**Exercise description**
Below are some entries. Copy each line that holds the string "coordinates".

▬▬▬▬▬▬▬▬▬▬

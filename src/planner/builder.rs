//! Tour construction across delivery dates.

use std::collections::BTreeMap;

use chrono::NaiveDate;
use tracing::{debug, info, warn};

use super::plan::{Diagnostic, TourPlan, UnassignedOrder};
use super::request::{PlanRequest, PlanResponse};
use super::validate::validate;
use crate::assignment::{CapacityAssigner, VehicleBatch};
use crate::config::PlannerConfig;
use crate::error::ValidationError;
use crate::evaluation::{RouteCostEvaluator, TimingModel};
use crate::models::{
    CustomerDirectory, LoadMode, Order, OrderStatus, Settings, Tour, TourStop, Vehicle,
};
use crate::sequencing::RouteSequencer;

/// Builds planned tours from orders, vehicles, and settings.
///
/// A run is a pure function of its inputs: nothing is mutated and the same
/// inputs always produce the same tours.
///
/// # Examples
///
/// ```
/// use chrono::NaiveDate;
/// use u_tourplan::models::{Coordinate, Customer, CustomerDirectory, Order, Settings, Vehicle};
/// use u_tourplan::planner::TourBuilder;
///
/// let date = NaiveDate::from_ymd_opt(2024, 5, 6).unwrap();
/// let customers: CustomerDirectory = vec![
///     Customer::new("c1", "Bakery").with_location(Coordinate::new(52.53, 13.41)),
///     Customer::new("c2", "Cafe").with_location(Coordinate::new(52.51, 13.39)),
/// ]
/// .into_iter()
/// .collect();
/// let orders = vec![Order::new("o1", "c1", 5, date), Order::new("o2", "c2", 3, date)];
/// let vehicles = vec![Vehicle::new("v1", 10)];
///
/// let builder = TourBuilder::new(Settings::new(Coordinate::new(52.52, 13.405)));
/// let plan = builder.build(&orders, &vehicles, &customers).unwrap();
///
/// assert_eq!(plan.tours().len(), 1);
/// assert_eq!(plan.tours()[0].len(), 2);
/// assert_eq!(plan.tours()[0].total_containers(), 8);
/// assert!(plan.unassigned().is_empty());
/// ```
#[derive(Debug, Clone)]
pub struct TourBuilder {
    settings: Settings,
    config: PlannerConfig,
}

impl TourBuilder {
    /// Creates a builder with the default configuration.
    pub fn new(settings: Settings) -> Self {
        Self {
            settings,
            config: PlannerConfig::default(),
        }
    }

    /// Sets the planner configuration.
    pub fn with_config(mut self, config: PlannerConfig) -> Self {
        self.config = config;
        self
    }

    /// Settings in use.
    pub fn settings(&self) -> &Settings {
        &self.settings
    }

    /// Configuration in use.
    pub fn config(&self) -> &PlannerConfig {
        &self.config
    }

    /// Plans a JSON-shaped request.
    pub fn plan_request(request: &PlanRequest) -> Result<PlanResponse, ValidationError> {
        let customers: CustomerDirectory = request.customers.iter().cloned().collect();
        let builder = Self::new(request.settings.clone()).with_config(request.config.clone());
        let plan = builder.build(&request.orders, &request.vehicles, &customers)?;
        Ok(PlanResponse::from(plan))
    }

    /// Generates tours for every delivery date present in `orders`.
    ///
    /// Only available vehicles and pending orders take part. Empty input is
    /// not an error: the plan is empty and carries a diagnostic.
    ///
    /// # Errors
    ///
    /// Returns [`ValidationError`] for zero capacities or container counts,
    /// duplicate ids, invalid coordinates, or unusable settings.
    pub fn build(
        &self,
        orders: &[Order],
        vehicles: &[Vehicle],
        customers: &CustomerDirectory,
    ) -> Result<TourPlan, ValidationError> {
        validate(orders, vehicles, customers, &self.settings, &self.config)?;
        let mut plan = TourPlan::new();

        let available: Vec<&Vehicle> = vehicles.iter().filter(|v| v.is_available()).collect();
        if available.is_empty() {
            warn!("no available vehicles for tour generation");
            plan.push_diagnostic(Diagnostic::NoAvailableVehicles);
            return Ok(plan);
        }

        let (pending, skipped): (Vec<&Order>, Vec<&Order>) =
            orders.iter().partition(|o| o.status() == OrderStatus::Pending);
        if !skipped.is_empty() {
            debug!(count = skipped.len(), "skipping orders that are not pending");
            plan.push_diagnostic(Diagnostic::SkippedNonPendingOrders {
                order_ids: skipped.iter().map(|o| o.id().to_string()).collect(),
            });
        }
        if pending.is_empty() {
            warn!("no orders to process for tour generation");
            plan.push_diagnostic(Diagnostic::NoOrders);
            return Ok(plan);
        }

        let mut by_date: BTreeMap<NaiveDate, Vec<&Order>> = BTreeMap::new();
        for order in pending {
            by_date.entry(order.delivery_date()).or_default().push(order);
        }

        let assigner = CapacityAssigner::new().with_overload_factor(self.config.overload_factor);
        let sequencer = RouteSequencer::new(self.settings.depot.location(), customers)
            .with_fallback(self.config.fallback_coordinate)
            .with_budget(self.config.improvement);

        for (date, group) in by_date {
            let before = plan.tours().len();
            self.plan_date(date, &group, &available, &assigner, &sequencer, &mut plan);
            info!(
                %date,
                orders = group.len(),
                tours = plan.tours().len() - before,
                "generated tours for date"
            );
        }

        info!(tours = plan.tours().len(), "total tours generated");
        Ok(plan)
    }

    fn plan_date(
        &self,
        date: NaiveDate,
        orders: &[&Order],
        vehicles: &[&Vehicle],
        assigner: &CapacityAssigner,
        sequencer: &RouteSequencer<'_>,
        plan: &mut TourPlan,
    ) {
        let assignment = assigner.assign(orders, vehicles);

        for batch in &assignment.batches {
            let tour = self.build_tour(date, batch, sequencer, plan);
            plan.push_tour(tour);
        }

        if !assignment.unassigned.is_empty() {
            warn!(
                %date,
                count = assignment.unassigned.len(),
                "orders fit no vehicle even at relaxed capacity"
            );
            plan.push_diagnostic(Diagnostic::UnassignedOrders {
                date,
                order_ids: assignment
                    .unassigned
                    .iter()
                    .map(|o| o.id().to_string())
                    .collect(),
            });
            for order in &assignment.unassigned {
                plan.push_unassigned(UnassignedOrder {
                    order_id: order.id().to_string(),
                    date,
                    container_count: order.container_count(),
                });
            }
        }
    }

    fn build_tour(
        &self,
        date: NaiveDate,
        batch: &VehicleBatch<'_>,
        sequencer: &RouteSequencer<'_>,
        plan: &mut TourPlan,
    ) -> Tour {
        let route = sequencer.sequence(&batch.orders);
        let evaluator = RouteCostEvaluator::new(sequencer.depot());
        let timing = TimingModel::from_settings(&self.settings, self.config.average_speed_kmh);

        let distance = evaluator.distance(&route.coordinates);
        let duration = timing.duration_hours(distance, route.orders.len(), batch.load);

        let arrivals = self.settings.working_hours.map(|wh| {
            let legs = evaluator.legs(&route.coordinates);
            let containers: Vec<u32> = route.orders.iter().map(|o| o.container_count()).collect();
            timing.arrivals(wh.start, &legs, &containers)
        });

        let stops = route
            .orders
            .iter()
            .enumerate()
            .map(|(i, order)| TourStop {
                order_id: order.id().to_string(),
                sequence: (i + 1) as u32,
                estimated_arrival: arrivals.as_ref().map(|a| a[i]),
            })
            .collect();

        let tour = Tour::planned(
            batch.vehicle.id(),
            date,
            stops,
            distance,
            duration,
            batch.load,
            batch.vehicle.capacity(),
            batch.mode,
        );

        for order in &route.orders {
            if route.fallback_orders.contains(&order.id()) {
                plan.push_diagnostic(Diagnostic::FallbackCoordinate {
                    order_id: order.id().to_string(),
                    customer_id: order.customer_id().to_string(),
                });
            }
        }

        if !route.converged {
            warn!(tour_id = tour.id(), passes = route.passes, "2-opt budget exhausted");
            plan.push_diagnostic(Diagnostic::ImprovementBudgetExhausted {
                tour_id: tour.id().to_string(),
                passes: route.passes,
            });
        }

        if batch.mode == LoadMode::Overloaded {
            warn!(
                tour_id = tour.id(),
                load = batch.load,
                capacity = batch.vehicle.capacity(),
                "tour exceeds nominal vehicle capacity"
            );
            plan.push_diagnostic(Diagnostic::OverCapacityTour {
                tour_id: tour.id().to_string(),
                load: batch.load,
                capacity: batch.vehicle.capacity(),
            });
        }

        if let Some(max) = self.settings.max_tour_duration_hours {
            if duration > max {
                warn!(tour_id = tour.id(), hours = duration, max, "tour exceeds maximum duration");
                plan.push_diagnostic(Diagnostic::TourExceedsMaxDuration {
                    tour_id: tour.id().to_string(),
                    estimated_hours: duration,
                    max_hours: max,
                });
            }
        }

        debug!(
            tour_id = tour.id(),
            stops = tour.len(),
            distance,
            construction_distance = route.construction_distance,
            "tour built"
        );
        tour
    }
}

▬▬▬▬▬▬▬▬▬▬

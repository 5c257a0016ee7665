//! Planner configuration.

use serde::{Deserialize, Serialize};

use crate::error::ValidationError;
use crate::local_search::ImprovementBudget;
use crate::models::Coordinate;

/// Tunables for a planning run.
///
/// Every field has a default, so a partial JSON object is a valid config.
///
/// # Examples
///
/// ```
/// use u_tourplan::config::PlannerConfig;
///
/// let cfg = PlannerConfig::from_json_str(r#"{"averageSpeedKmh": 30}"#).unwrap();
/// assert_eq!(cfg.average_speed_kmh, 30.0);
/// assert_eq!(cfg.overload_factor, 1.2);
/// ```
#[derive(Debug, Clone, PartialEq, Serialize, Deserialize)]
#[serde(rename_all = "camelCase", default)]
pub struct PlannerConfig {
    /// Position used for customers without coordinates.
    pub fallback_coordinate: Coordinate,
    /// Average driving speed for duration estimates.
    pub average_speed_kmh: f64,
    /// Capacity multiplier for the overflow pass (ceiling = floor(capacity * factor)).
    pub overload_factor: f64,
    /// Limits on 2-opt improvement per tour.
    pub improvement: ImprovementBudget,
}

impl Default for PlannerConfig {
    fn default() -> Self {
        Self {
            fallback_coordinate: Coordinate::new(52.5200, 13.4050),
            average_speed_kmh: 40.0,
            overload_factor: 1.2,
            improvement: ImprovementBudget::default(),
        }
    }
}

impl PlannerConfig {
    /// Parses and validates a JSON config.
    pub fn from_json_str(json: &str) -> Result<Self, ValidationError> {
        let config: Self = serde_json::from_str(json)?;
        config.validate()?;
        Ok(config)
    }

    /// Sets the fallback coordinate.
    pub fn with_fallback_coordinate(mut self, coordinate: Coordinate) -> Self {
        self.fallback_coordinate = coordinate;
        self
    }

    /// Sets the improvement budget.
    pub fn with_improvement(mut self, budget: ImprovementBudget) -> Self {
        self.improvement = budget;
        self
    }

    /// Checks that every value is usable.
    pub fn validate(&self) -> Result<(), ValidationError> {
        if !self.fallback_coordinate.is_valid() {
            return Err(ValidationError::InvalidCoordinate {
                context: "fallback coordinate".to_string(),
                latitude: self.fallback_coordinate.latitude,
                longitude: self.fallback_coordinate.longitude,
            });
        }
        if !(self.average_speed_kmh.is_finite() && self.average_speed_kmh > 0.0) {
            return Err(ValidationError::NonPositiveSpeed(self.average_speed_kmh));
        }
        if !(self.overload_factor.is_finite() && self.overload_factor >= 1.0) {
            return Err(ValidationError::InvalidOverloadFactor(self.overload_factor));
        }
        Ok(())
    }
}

▬▬▬▬▬▬▬▬▬▬

**Answer to the problem**
    /// duplicate ids, invalid coordinates, or unusable settings.
        let distance = evaluator.distance(&route.coordinates);
            let legs = evaluator.legs(&route.coordinates);
    /// Position used for customers without coordinates.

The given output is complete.